Carmack, known for his foundational work in gaming and virtual reality, and now leading Artificial General Intelligence (AGI) efforts at Keen Technologies, pointed out that while small values like learning rates can be directly represented, parameters close to 1, such as Exponential Moving Average (EMA) factors and Temporal Difference (TD) lambda/gamma, are often better managed with expressions like 1 - 2**val
. This approach allows for a more nuanced exploration of values that are extremely close to 1, where small linear changes would have disproportionately large effects.
The use of logarithmic scales in hyperparameter tuning is a widely recognized best practice in machine learning. Experts note that many hyperparameters, particularly those influencing learning rates or regularization strengths, operate multiplicatively. Sampling these parameters uniformly on a linear scale often leads to inefficient exploration, as a significant portion of the search space might be concentrated in ranges where the model's performance is relatively insensitive to changes. Logarithmic sampling, conversely, ensures that changes across different orders of magnitude are explored with equal emphasis, allowing for efficient discovery of optimal values.

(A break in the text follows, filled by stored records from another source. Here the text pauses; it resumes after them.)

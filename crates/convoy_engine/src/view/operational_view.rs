use std::sync::Arc;

use anyhow::Context;
use jiff::civil::Date;
use tokio::sync::mpsc::UnboundedReceiver;

use crate::{
    coordinator::{
        simulation_error::SimulationError,
        system_of_record::{SimulationAck, SystemOfRecord},
        trip_state_coordinator::StartedBatch,
    },
    model::trip::Trip,
    routing::routing_service::RoutingService,
    simulation::{session_store::SessionEvent, simulation_params::SimulationParams},
};

use super::{map_scene::MapScene, view_model::ViewModel};

/// Operator screen showing every trip planned for a date.
pub struct OperationalView<B, S> {
    model: ViewModel<B, S>,
    date: Date,
}

impl<B, S> OperationalView<B, S>
where
    B: SystemOfRecord,
    S: RoutingService,
{
    pub fn new(backend: Arc<B>, routing: S, date: Date, params: SimulationParams) -> Self {
        Self {
            model: ViewModel::new(backend, routing, params),
            date,
        }
    }

    pub fn date(&self) -> Date {
        self.date
    }

    pub fn trips(&self) -> &[Trip] {
        self.model.trips()
    }

    pub fn model(&self) -> &ViewModel<B, S> {
        &self.model
    }

    pub async fn load(&mut self) -> anyhow::Result<()> {
        let trips = self
            .model
            .backend()
            .trips_for_date(self.date)
            .await
            .with_context(|| format!("Failed to load the trips of {}", self.date))?;

        self.model.load_trips(trips).await;
        Ok(())
    }

    pub async fn refresh(&mut self) -> anyhow::Result<()> {
        self.load().await
    }

    /// Switches to another date, abandoning the simulations of the
    /// current one.
    /// Reloads the day's trips once the backend recorded a delivery.
    /// Returns whether the event triggered a reload.
    pub async fn apply(&mut self, event: &SessionEvent) -> anyhow::Result<bool> {
        match event {
            SessionEvent::Synced { .. } => {
                self.refresh().await?;
                Ok(true)
            }
            _ => Ok(false),
        }
    }

    pub async fn select_date(&mut self, date: Date) -> anyhow::Result<()> {
        self.model.cancel();
        self.date = date;
        self.load().await
    }

    /// Starts every trip of the date that is not delivered yet.
    pub async fn start(&self) -> Result<StartedBatch, SimulationError> {
        self.model.start().await
    }

    pub async fn retry_completion(&self) -> Result<SimulationAck, SimulationError> {
        self.model.retry_completion().await
    }

    pub fn cancel(&self) {
        self.model.cancel();
    }

    pub fn events(&mut self) -> UnboundedReceiver<SessionEvent> {
        self.model.events()
    }

    pub fn scene(&self) -> MapScene {
        self.model.scene()
    }
}
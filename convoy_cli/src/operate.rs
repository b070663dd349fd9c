use std::sync::Arc;

use convoy_backend::client::BackendClient;
use convoy_engine::{
    simulation::simulation_params::SimulationParams, view::operational_view::OperationalView,
};
use jiff::civil::Date;
use tracing::info;

use crate::{render, router::Router, screen, simulation_args::SimulationArgs};

pub async fn run(
    backend: BackendClient,
    router: Router,
    date: Date,
    args: SimulationArgs,
) -> anyhow::Result<()> {
    let params = args.params(SimulationParams::operator());
    let mut view = OperationalView::new(Arc::new(backend), router, date, params);
    view.load().await?;

    info!("{} trips planned for {}", view.trips().len(), date);
    render::print_scene(&view.scene());

    if args.dry_run {
        return Ok(());
    }

    if view.model().startable_trip_ids().is_empty() {
        info!("Every trip of {} is already delivered", date);
        return Ok(());
    }

    screen::run_simulation(&mut view).await
}
use std::future::Future;

use jiff::civil::Date;
use serde::{Deserialize, Serialize};

use crate::model::{cargo::CargoRoute, trip::Trip, trip_id::TripId};

/// Backend acknowledgment of a start or complete request.
#[derive(Clone, Debug, PartialEq, Serialize, Deserialize)]
pub struct SimulationAck {
    pub message: String,
    pub updated_cargo_count: usize,
}

/// The authoritative record of trips and cargo status.
pub trait SystemOfRecord: Send + Sync + 'static {
    /// Every trip planned for `date`, stops in traversal order.
    fn trips_for_date(&self, date: Date) -> impl Future<Output = anyhow::Result<Vec<Trip>>> + Send;

    fn cargo_route(&self, cargo_id: u64) -> impl Future<Output = anyhow::Result<CargoRoute>> + Send;

    /// Moves the pending cargo of `trip_ids` to in transit.
    fn start_simulation(
        &self,
        trip_ids: &[TripId],
    ) -> impl Future<Output = anyhow::Result<SimulationAck>> + Send;

    /// Moves the in transit cargo of `trip_ids` to delivered.
    fn complete_simulation(
        &self,
        trip_ids: &[TripId],
    ) -> impl Future<Output = anyhow::Result<SimulationAck>> + Send;
}
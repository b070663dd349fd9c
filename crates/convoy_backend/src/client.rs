use convoy_engine::{
    coordinator::system_of_record::{SimulationAck, SystemOfRecord},
    model::{cargo::CargoRoute, trip::Trip, trip_id::TripId},
};
use jiff::civil::Date;
use reqwest::{RequestBuilder, header::AUTHORIZATION};
use serde::de::DeserializeOwned;
use thiserror::Error;
use tracing::debug;

use crate::wire::{
    CargoRouteResponse, MessageBody, SimulationRequest, SimulationResponse, TripsResponse,
};

#[derive(Debug, Error)]
pub enum BackendError {
    #[error("HTTP request failed: {0}")]
    Request(#[from] reqwest::Error),

    #[error("API error: {status} - {message}")]
    Api { status: u16, message: String },

    #[error("Invalid response body: {0}")]
    Deserialize(#[from] serde_json::Error),

    #[error("Request rejected: {0}")]
    Rejected(String),
}

pub const DEFAULT_API_URL: &str = "http://localhost:8000/api";
pub const DEFAULT_OPERATOR_API_URL: &str = "http://localhost:8000/yonetici";

pub struct BackendClientParams {
    /// Customer API, serves cargo routes.
    pub api_url: String,
    /// Operator API, serves trips and the simulation endpoints.
    pub operator_api_url: String,
    /// Sent as `Authorization: Session <token>`.
    pub session_token: Option<String>,
}

impl Default for BackendClientParams {
    fn default() -> Self {
        Self {
            api_url: DEFAULT_API_URL.to_string(),
            operator_api_url: DEFAULT_OPERATOR_API_URL.to_string(),
            session_token: None,
        }
    }
}

pub struct BackendClient {
    params: BackendClientParams,
    client: reqwest::Client,
}

impl BackendClient {
    pub fn new(params: BackendClientParams) -> Self {
        Self {
            params,
            client: reqwest::Client::new(),
        }
    }

    pub fn params(&self) -> &BackendClientParams {
        &self.params
    }

    fn operator_url(&self, path: &str) -> String {
        format!("{}/{}", self.params.operator_api_url.trim_end_matches('/'), path)
    }

    fn api_url(&self, path: &str) -> String {
        format!("{}/{}", self.params.api_url.trim_end_matches('/'), path)
    }

    fn authorize(&self, request: RequestBuilder) -> RequestBuilder {
        match &self.params.session_token {
            Some(token) => request.header(AUTHORIZATION, format!("Session {}", token)),
            None => request,
        }
    }

    async fn send<T>(&self, request: RequestBuilder) -> Result<T, BackendError>
    where
        T: DeserializeOwned,
    {
        let response = self.authorize(request).send().await?;
        let status = response.status();
        let bytes = response.bytes().await?;

        if !status.is_success() {
            // error bodies are `{"message": ...}`, fall back to the raw text
            let message = serde_json::from_slice::<MessageBody>(&bytes)
                .map(|body| body.message)
                .unwrap_or_else(|_| String::from_utf8_lossy(&bytes).into_owned());

            return Err(BackendError::Api {
                status: status.as_u16(),
                message,
            });
        }

        Ok(serde_json::from_slice(&bytes)?)
    }

    pub async fn fetch_trips(&self, date: Date) -> Result<Vec<Trip>, BackendError> {
        debug!("Backend: fetching trips of {}", date);

        let request = self
            .client
            .get(self.operator_url("trips/details/"))
            .query(&[("date", date.to_string())]);
        let response: TripsResponse = self.send(request).await?;

        Ok(response.trips.into_iter().map(Trip::from).collect())
    }

    pub async fn fetch_cargo_route(&self, cargo_id: u64) -> Result<CargoRoute, BackendError> {
        debug!("Backend: fetching route of cargo {}", cargo_id);

        let request = self
            .client
            .get(self.api_url(&format!("cargo/{}/route/", cargo_id)));
        let response: CargoRouteResponse = self.send(request).await?;

        Ok(response.into())
    }

    async fn post_simulation(
        &self,
        path: &str,
        trip_ids: &[TripId],
    ) -> Result<SimulationAck, BackendError> {
        debug!("Backend: posting {} for {} trips", path, trip_ids.len());

        let request = self
            .client
            .post(self.operator_url(path))
            .json(&SimulationRequest { trip_ids });
        let response: SimulationResponse = self.send(request).await?;

        if response.success == Some(false) {
            return Err(BackendError::Rejected(response.message));
        }

        Ok(SimulationAck {
            message: response.message,
            updated_cargo_count: response.updated_cargo_count,
        })
    }

    pub async fn notify_start(&self, trip_ids: &[TripId]) -> Result<SimulationAck, BackendError> {
        self.post_simulation("simulation/start/", trip_ids).await
    }

    pub async fn notify_complete(
        &self,
        trip_ids: &[TripId],
    ) -> Result<SimulationAck, BackendError> {
        self.post_simulation("simulation/complete/", trip_ids).await
    }
}

impl SystemOfRecord for BackendClient {
    async fn trips_for_date(&self, date: Date) -> anyhow::Result<Vec<Trip>> {
        Ok(self.fetch_trips(date).await?)
    }

    async fn cargo_route(&self, cargo_id: u64) -> anyhow::Result<CargoRoute> {
        Ok(self.fetch_cargo_route(cargo_id).await?)
    }

    async fn start_simulation(&self, trip_ids: &[TripId]) -> anyhow::Result<SimulationAck> {
        Ok(self.notify_start(trip_ids).await?)
    }

    async fn complete_simulation(&self, trip_ids: &[TripId]) -> anyhow::Result<SimulationAck> {
        Ok(self.notify_complete(trip_ids).await?)
    }
}

#[cfg(test)]
mod tests {
    use convoy_engine::{geopoint::GeoPoint, model::stop::StopStatus};
    use jiff::civil::date;
    use serde_json::json;
    use wiremock::{
        Mock, MockServer, ResponseTemplate,
        matchers::{body_json, header, method, path, query_param},
    };

    use super::*;

    fn client(server: &MockServer) -> BackendClient {
        BackendClient::new(BackendClientParams {
            api_url: format!("{}/api", server.uri()),
            operator_api_url: format!("{}/yonetici/", server.uri()),
            session_token: Some(String::from("s3ss10n")),
        })
    }

    #[tokio::test]
    async fn test_fetch_trips() {
        let server = MockServer::start().await;
        Mock::given(method("GET"))
            .and(path("/yonetici/trips/details/"))
            .and(query_param("date", "2025-01-15"))
            .and(header("Authorization", "Session s3ss10n"))
            .respond_with(ResponseTemplate::new(200).set_body_json(json!({
                "success": true,
                "date": "2025-01-15",
                "trips": [{
                    "trip_id": 1,
                    "vehicle": { "id": 1, "plate": "41 ABC 01", "capacity_kg": 500, "is_rental": false },
                    "start_station": "Gebze",
                    "distance": 51.2,
                    "total_cost": 51.2,
                    "total_weight": 35,
                    "cargo_count": 2,
                    "stops": [
                        { "station_name": "Gebze", "total_weight": 20, "coords": [40.8027, 29.4307], "cargo_count": 1, "senders": ["Ayşe Yılmaz"], "status": "pending" },
                        { "station_name": "Körfez", "total_weight": 15, "coords": [40.7760, 29.7360], "cargo_count": 1, "senders": ["Can Demir"], "status": "pending" }
                    ],
                    "status": "pending"
                }]
            })))
            .expect(1)
            .mount(&server)
            .await;

        let trips = client(&server).fetch_trips(date(2025, 1, 15)).await.unwrap();

        assert_eq!(trips.len(), 1);
        assert_eq!(trips[0].start_station.as_deref(), Some("Gebze"));
        assert_eq!(trips[0].total_weight(), 35.0);
        assert_eq!(trips[0].stops[1].coords, Some(GeoPoint::new(40.7760, 29.7360)));
        assert_eq!(trips[0].stops[1].senders, vec![String::from("Can Demir")]);
    }

    #[tokio::test]
    async fn test_fetch_cargo_route_without_trip() {
        let server = MockServer::start().await;
        Mock::given(method("GET"))
            .and(path("/api/cargo/9/route/"))
            .respond_with(ResponseTemplate::new(200).set_body_json(json!({
                "route": [[40.7150, 29.9300], [40.8225, 29.9250]],
                "cargo": {
                    "id": 9,
                    "status": "pending",
                    "weight": 4.5,
                    "quantity": 2,
                    "targetDate": "2025-01-16",
                    "createdAt": "2025-01-14T09:30:00+00:00",
                    "station": { "id": 2, "name": "Başiskele", "lat": 40.7150, "lng": 29.9300 }
                },
                "trip": null
            })))
            .mount(&server)
            .await;

        let route = client(&server).fetch_cargo_route(9).await.unwrap();

        assert!(route.trip.is_none());
        assert_eq!(route.cargo.status, StopStatus::Pending);
        assert_eq!(route.cargo.target_date, Some(date(2025, 1, 16)));
        assert_eq!(route.route[0], GeoPoint::new(40.7150, 29.9300));
    }

    #[tokio::test]
    async fn test_notify_start() {
        let server = MockServer::start().await;
        Mock::given(method("POST"))
            .and(path("/yonetici/simulation/start/"))
            .and(body_json(json!({ "trip_ids": [1, 2] })))
            .respond_with(ResponseTemplate::new(200).set_body_json(json!({
                "success": true,
                "message": "Simülasyon başlatıldı! 5 kargo yola çıktı.",
                "updated_cargo_count": 5
            })))
            .expect(1)
            .mount(&server)
            .await;

        let ack = client(&server)
            .notify_start(&[TripId::from(1u64), TripId::from(2u64)])
            .await
            .unwrap();

        assert_eq!(ack.updated_cargo_count, 5);
        assert_eq!(ack.message, "Simülasyon başlatıldı! 5 kargo yola çıktı.");
    }

    #[tokio::test]
    async fn test_forbidden_reports_message() {
        let server = MockServer::start().await;
        Mock::given(method("POST"))
            .and(path("/yonetici/simulation/complete/"))
            .respond_with(
                ResponseTemplate::new(403).set_body_json(json!({ "message": "Yetki gerekiyor." })),
            )
            .mount(&server)
            .await;

        let result = client(&server).notify_complete(&[TripId::from(1u64)]).await;

        assert!(matches!(
            result,
            Err(BackendError::Api { status: 403, message }) if message == "Yetki gerekiyor."
        ));
    }

    #[tokio::test]
    async fn test_unsuccessful_body_is_rejected() {
        let server = MockServer::start().await;
        Mock::given(method("POST"))
            .and(path("/yonetici/simulation/start/"))
            .respond_with(ResponseTemplate::new(200).set_body_json(json!({
                "success": false,
                "message": "Sefer bulunamadı."
            })))
            .mount(&server)
            .await;

        let error = client(&server)
            .start_simulation(&[TripId::from(8u64)])
            .await
            .unwrap_err();

        assert!(matches!(
            error.downcast_ref::<BackendError>(),
            Some(BackendError::Rejected(message)) if message == "Sefer bulunamadı."
        ));
    }
}
#![allow(dead_code)]

use std::sync::atomic::{AtomicBool, AtomicUsize, Ordering};

use convoy_engine::{
    coordinator::system_of_record::{SimulationAck, SystemOfRecord},
    geopoint::GeoPoint,
    model::{
        cargo::{Cargo, CargoRoute},
        station::Station,
        stop::{Stop, StopStatus},
        trip::{Trip, TripStatus},
        trip_id::TripId,
        vehicle::Vehicle,
    },
    routing::routing_service::{RoutingError, RoutingService},
    simulation::session_store::SessionEvent,
};
use fxhash::FxHashMap;
use jiff::civil::Date;
use parking_lot::Mutex;
use tokio::sync::mpsc::UnboundedReceiver;

//
//  Stations used by the fixtures, all in Kocaeli:
//
//  Gebze     (40.8027, 29.4307)
//  Darıca    (40.7692, 29.3753)
//  Körfez    (40.7760, 29.7360)
//  Derince   (40.7553, 29.8147)
//  Başiskele (40.7150, 29.9300)
//
//  Every trip ends at the Umuttepe depot (40.8225, 29.9250).
//
pub const GEBZE: GeoPoint = GeoPoint::new(40.8027, 29.4307);
pub const DARICA: GeoPoint = GeoPoint::new(40.7692, 29.3753);
pub const KORFEZ: GeoPoint = GeoPoint::new(40.7760, 29.7360);
pub const DERINCE: GeoPoint = GeoPoint::new(40.7553, 29.8147);
pub const BASISKELE: GeoPoint = GeoPoint::new(40.7150, 29.9300);

pub fn create_stop(ordinal: usize, name: &str, coords: Option<GeoPoint>, cargo_ids: &[u64]) -> Stop {
    let mut stop = Stop::new(ordinal, name, coords);
    stop.cargo_ids = cargo_ids.to_vec();
    stop.cargo_count = cargo_ids.len();
    stop.total_weight = 25.0 * cargo_ids.len() as f64;
    stop.senders = cargo_ids.iter().map(|id| format!("Sender {}", id)).collect();
    stop
}

pub fn create_trip(id: u64, plate: &str, stops: Vec<Stop>) -> Trip {
    Trip {
        id: TripId::from(id),
        vehicle: Vehicle {
            id,
            plate: String::from(plate),
            capacity_kg: 500.0,
            is_rental: false,
        },
        stops,
        distance: 42.0,
        total_cost: 42.0,
        start_station: None,
        status: TripStatus::Pending,
    }
}

/// Two trips, `1` through Gebze and Körfez, `2` through Darıca and Derince.
pub fn create_two_trips() -> Vec<Trip> {
    vec![
        create_trip(
            1,
            "41 ABC 01",
            vec![
                create_stop(0, "Gebze", Some(GEBZE), &[11, 12]),
                create_stop(1, "Körfez", Some(KORFEZ), &[13]),
            ],
        ),
        create_trip(
            2,
            "41 ABC 02",
            vec![
                create_stop(0, "Darıca", Some(DARICA), &[21]),
                create_stop(1, "Derince", Some(DERINCE), &[22]),
            ],
        ),
    ]
}

pub fn create_cargo(id: u64, status: StopStatus, location: GeoPoint) -> Cargo {
    Cargo {
        id,
        station: Station {
            id: 1,
            name: String::from("Başiskele"),
            location,
        },
        weight: 12.5,
        quantity: 1,
        status,
        target_date: Date::new(2025, 1, 15).ok(),
    }
}

/// In memory system of record, applying start and complete requests to
/// its own trips like the real backend does.
#[derive(Default)]
pub struct MockBackend {
    trips: Mutex<Vec<Trip>>,
    cargo_routes: Mutex<FxHashMap<u64, CargoRoute>>,
    start_calls: Mutex<Vec<Vec<TripId>>>,
    complete_calls: Mutex<Vec<Vec<TripId>>>,
    fail_start: AtomicBool,
    fail_complete: AtomicBool,
    reads: AtomicUsize,
}

impl MockBackend {
    pub fn new(trips: Vec<Trip>) -> Self {
        Self {
            trips: Mutex::new(trips),
            ..Self::default()
        }
    }

    pub fn with_cargo_route(self, cargo_route: CargoRoute) -> Self {
        self.cargo_routes
            .lock()
            .insert(cargo_route.cargo.id, cargo_route);
        self
    }

    pub fn fail_start(&self, fail: bool) {
        self.fail_start.store(fail, Ordering::SeqCst);
    }

    pub fn fail_complete(&self, fail: bool) {
        self.fail_complete.store(fail, Ordering::SeqCst);
    }

    pub fn start_calls(&self) -> Vec<Vec<TripId>> {
        self.start_calls.lock().clone()
    }

    pub fn complete_calls(&self) -> Vec<Vec<TripId>> {
        self.complete_calls.lock().clone()
    }

    pub fn reads(&self) -> usize {
        self.reads.load(Ordering::SeqCst)
    }

    pub fn trip(&self, trip_id: &TripId) -> Option<Trip> {
        self.trips
            .lock()
            .iter()
            .find(|trip| trip.id == *trip_id)
            .cloned()
    }

    fn transition(&self, trip_ids: &[TripId], from: StopStatus, to: StopStatus) -> usize {
        let mut updated = 0;

        for trip in self
            .trips
            .lock()
            .iter_mut()
            .filter(|trip| trip_ids.contains(&trip.id))
        {
            for stop in trip.stops.iter_mut().filter(|stop| stop.status() == from) {
                stop.advance_status(to);
                updated += stop.cargo_count;
            }
            trip.status = trip.derived_status();
        }

        updated
    }
}

impl SystemOfRecord for MockBackend {
    async fn trips_for_date(&self, _date: Date) -> anyhow::Result<Vec<Trip>> {
        self.reads.fetch_add(1, Ordering::SeqCst);
        Ok(self.trips.lock().clone())
    }

    async fn cargo_route(&self, cargo_id: u64) -> anyhow::Result<CargoRoute> {
        self.reads.fetch_add(1, Ordering::SeqCst);
        self.cargo_routes
            .lock()
            .get(&cargo_id)
            .cloned()
            .ok_or_else(|| anyhow::anyhow!("cargo {} not found", cargo_id))
    }

    async fn start_simulation(&self, trip_ids: &[TripId]) -> anyhow::Result<SimulationAck> {
        self.start_calls.lock().push(trip_ids.to_vec());

        if self.fail_start.load(Ordering::SeqCst) {
            anyhow::bail!("503 Service Unavailable");
        }

        let updated = self.transition(trip_ids, StopStatus::Pending, StopStatus::InTransit);
        Ok(SimulationAck {
            message: format!("Simulation started, {} cargo on the road", updated),
            updated_cargo_count: updated,
        })
    }

    async fn complete_simulation(&self, trip_ids: &[TripId]) -> anyhow::Result<SimulationAck> {
        self.complete_calls.lock().push(trip_ids.to_vec());

        if self.fail_complete.load(Ordering::SeqCst) {
            anyhow::bail!("503 Service Unavailable");
        }

        let updated = self.transition(trip_ids, StopStatus::InTransit, StopStatus::Delivered);
        Ok(SimulationAck {
            message: format!("Simulation completed, {} cargo delivered", updated),
            updated_cargo_count: updated,
        })
    }
}

/// Routing service adding the midpoint of every leg to the waypoints, or
/// failing every call.
#[derive(Default)]
pub struct ScriptedRouting {
    fail: bool,
}

impl ScriptedRouting {
    pub fn failing() -> Self {
        Self { fail: true }
    }
}

impl RoutingService for ScriptedRouting {
    async fn route(&self, waypoints: &[GeoPoint]) -> Result<Vec<GeoPoint>, RoutingError> {
        if self.fail {
            return Err(RoutingError::Unavailable(String::from("connection refused")));
        }

        let mut path = Vec::with_capacity(waypoints.len() * 2);
        for pair in waypoints.windows(2) {
            path.push(pair[0]);
            path.push(GeoPoint::new(
                (pair[0].lat + pair[1].lat) / 2.0,
                (pair[0].lng + pair[1].lng) / 2.0,
            ));
        }
        path.extend(waypoints.last().copied());
        Ok(path)
    }
}

/// Waits for the first event matching `predicate`, skipping the others.
pub async fn next_event<F>(events: &mut UnboundedReceiver<SessionEvent>, predicate: F) -> SessionEvent
where
    F: Fn(&SessionEvent) -> bool,
{
    loop {
        let event = events.recv().await.expect("event stream closed");
        if predicate(&event) {
            return event;
        }
    }
}
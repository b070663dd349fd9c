use serde::{Deserialize, Serialize};
use thiserror::Error;

use crate::geopoint::GeoPoint;

use super::{
    stop::{Stop, StopStatus},
    trip_id::TripId,
    vehicle::Vehicle,
};

#[derive(Copy, Clone, Debug, PartialEq, Eq, Serialize, Deserialize)]
#[serde(rename_all = "snake_case")]
pub enum TripStatus {
    Empty,
    Pending,
    InTransit,
    Partial,
    Completed,
}

impl std::fmt::Display for TripStatus {
    fn fmt(&self, f: &mut std::fmt::Formatter<'_>) -> std::fmt::Result {
        write!(
            f,
            "{}",
            match self {
                TripStatus::Empty => "empty",
                TripStatus::Pending => "pending",
                TripStatus::InTransit => "in_transit",
                TripStatus::Partial => "partial",
                TripStatus::Completed => "completed",
            }
        )
    }
}

#[derive(Debug, Error, PartialEq)]
pub enum WaypointError {
    #[error("trip has no stops")]
    NoStops,

    #[error("stop #{ordinal} ({station_name}) has no coordinates")]
    MissingCoordinates { ordinal: usize, station_name: String },
}

/// One vehicle's planned sequence of stops for a day.
#[derive(Clone, Debug, PartialEq)]
pub struct Trip {
    pub id: TripId,
    pub vehicle: Vehicle,
    pub stops: Vec<Stop>,
    /// Kilometers, as computed by the route planner.
    pub distance: f64,
    pub total_cost: f64,
    pub start_station: Option<String>,
    /// Status as last reported by the system of record.
    pub status: TripStatus,
}

impl Trip {
    pub fn total_weight(&self) -> f64 {
        self.stops.iter().map(|stop| stop.total_weight).sum()
    }

    pub fn cargo_count(&self) -> usize {
        self.stops.iter().map(|stop| stop.cargo_count).sum()
    }

    pub fn derived_status(&self) -> TripStatus {
        if self.stops.is_empty() {
            return TripStatus::Empty;
        }

        let mut statuses = self.stops.iter().map(|stop| stop.status());

        if statuses.clone().all(|status| status == StopStatus::Delivered) {
            TripStatus::Completed
        } else if statuses.clone().all(|status| status == StopStatus::Pending) {
            TripStatus::Pending
        } else if statuses.any(|status| status == StopStatus::InTransit) {
            TripStatus::InTransit
        } else {
            TripStatus::Partial
        }
    }

    pub fn is_delivered(&self) -> bool {
        self.status == TripStatus::Completed || self.derived_status() == TripStatus::Completed
    }

    /// Stop coordinates in traversal order followed by the depot.
    ///
    /// The depot to first stop leg is never part of the route, vehicles
    /// leave from the first station already loaded.
    pub fn waypoints(&self, depot: GeoPoint) -> Result<Vec<GeoPoint>, WaypointError> {
        if self.stops.is_empty() {
            return Err(WaypointError::NoStops);
        }

        let mut stops: Vec<&Stop> = self.stops.iter().collect();
        stops.sort_by_key(|stop| stop.ordinal);

        let mut waypoints = Vec::with_capacity(stops.len() + 1);
        for stop in stops {
            let coords = stop.coords.ok_or_else(|| WaypointError::MissingCoordinates {
                ordinal: stop.ordinal,
                station_name: stop.station_name.clone(),
            })?;
            waypoints.push(coords);
        }
        waypoints.push(depot);

        Ok(waypoints)
    }
}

Carmack further emphasized that many machine learning parameters are "relatively insensitive to doubling or halving, and need bigger changes to reliably move the results." This observation reinforces the utility of non-linear search spaces, such as those provided by logarithmic transformations, to efficiently identify impactful adjustments. His insights underscore the importance of thoughtful hyperparameter representation for optimizing model performance and training efficiency, a crucial aspect in the complex landscape of modern AI development.